What is Hilbert polynomial of this projective variety? Suppose you have a map $\varphi\colon\mathbb{C}^m\times\mathbb{C}^n\to\mathrm{Mat}_{m,n}(\mathbb{C})$ defined by sending $(\mathbf{u},\mathbf{v})\mapsto\mathbf{u}\cdot\mathbf{v}^T=(u_i,v_j)$. So $\mathrm{Im}(\varphi)$ is the set of matrices with rank at most $1$. 
So I get that $\varphi$ is the morphism of affine spaces corresponding to the morphism $\psi\colon\mathbb{C}[z_{11},\dots, z_{mn}]\to\mathbb{C}[x_1,\dots, x_m,y_1,\dots,y_n]$ sending $z_{ij}\mapsto x_iy_j$. so by the correspondence theorem, the set of polynomials vanishing on $\mathrm{Im}(\varphi)$ is just $\ker\psi$. 

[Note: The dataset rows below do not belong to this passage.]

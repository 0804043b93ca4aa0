//! Configuration discovery and loading.

use std::path::{Path, PathBuf};

use courier_api::ApiConfig;
use courier_dispatch::DispatchConfig;
use serde::Deserialize;

/// Environment variable naming the configuration file.
pub const CONFIG_ENV: &str = "COURIER_CONFIG";

/// Everything a `courier.config.ron` can hold.
#[derive(Debug, Clone, Default, Deserialize)]
pub struct Courier {
    #[serde(default)]
    pub api: ApiConfig,
    #[serde(default)]
    pub dispatch: DispatchConfig,
}

impl Courier {
    /// Reads and parses a RON configuration file.
    ///
    /// # Errors
    ///
    /// If the file cannot be read or is not valid configuration.
    pub fn load(path: &Path) -> anyhow::Result<Self> {
        let content = std::fs::read_to_string(path).map_err(|e| {
            anyhow::anyhow!("Failed to read config from {}: {e}", path.display())
        })?;
        ron::from_str(&content)
            .map_err(|e| anyhow::anyhow!("Invalid config in {}: {e}", path.display()))
    }
}

/// The standard locations, in order of precedence after the environment.
#[must_use]
pub fn default_paths() -> Vec<PathBuf> {
    vec![
        PathBuf::from("./courier.config.ron"),
        PathBuf::from("/etc/courier/courier.config.ron"),
    ]
}

/// Finds the configuration file.
///
/// `from_env` is the value of [`CONFIG_ENV`], if set; it must point at an
/// existing file. Otherwise the first of `candidates` that exists wins, and
/// `Ok(None)` means none did.
///
/// # Errors
///
/// When `from_env` names a file that does not exist.
pub fn locate(from_env: Option<&str>, candidates: &[PathBuf]) -> anyhow::Result<Option<PathBuf>> {
    if let Some(env_path) = from_env {
        let path = PathBuf::from(env_path);
        if path.exists() {
            return Ok(Some(path));
        }
        anyhow::bail!(
            "{CONFIG_ENV} points to non-existent file: {}",
            path.display()
        );
    }

    Ok(candidates.iter().find(|path| path.exists()).cloned())
}

/// Like [`locate`], but a missing file is an error listing every place tried.
///
/// # Errors
///
/// When no configuration file can be found.
pub fn require(from_env: Option<&str>, candidates: &[PathBuf]) -> anyhow::Result<PathBuf> {
    if let Some(path) = locate(from_env, candidates)? {
        return Ok(path);
    }

    let paths_tried = candidates
        .iter()
        .map(|p| format!("  - {}", p.display()))
        .collect::<Vec<_>>()
        .join("\n");

    anyhow::bail!(
        "No configuration file found. Tried:\n  - {CONFIG_ENV} environment variable\n{paths_tried}"
    )
}
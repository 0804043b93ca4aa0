//! SMTP submission client used by courier to hand messages to a relay.
//!
//! The client speaks just enough ESMTP for authenticated submission: greeting,
//! EHLO, STARTTLS or implicit TLS, AUTH PLAIN / LOGIN, a single MAIL
//! transaction and QUIT. [`client::MessageBuilder`] renders the RFC 5322 /
//! MIME message that is written after DATA.

pub mod client;

pub use client::{
    Attachment, AuthMechanism, Capabilities, ClientError, MessageBuilder, Response, SmtpClient,
};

Then $\ker\psi$ defines a projective variety, and my question is, what exactly is the Hilbert polynomial of this projective variety?
This is based on something I was reading earlier on this site, so I admit I'm stepping out of my usual area of comfort.
 A: The projective variety you are interested in is the image $S$ of the Segre embedding 
$s:\mathbb P^{m-1}\times \mathbb P^{n-1}\to \mathbb P^{mn-1}:( [\ldots:u_i:\ldots], [\ldots:v_j:\ldots])\mapsto [\ldots:u_iv_j:\ldots]$.
A homogeneous polynomial of degree $d$  on   $\mathbb P^{mn-1}$ pulls back under $s$ to a polynomial bihomogeneous of degree $(d,d) $ on $\mathbb P^{m-1}\times \mathbb P^{n-1}$.
So the required Hilbert polynomial is $$ p_S(d)= \binom {m-1+d}{m-1} \cdot   \binom {n-1+d}{n-1}        $$  
As an application   we can calculate the  degree of $S$ : it is $dim(S) !=(m+n-2)!$ times the leading coefficient of $p_S$ (that is, the coefficient of $d^{m+n-2}$ ) and we find 
$$ deg(S)=\frac{(m+n-2)!}{(m-1)!(n-1)!} =\binom {m+n-2}{m-1}                $$
The simplest example is for $n=m=2$: you obtain  the embedding of $\mathbb P^{1}\times \mathbb P^{1}$ as a quadric  $Q\subset P^{3}$, of Hilbert polynomial $p_Q(d)=(d+1)\cdot(d+1)$
A: Notice the ideal is generated by all two-by-two minors of the matrix of z's.
You will find in the book Combinatorial commutative algebra by E. Miller and B. Sturmfels a proof that, in fact, the set of all those minors is a Groebner basis. That makes it easy to compute the Hilbert series of your ring, since it is the same as that of the quotient by the initial ideal.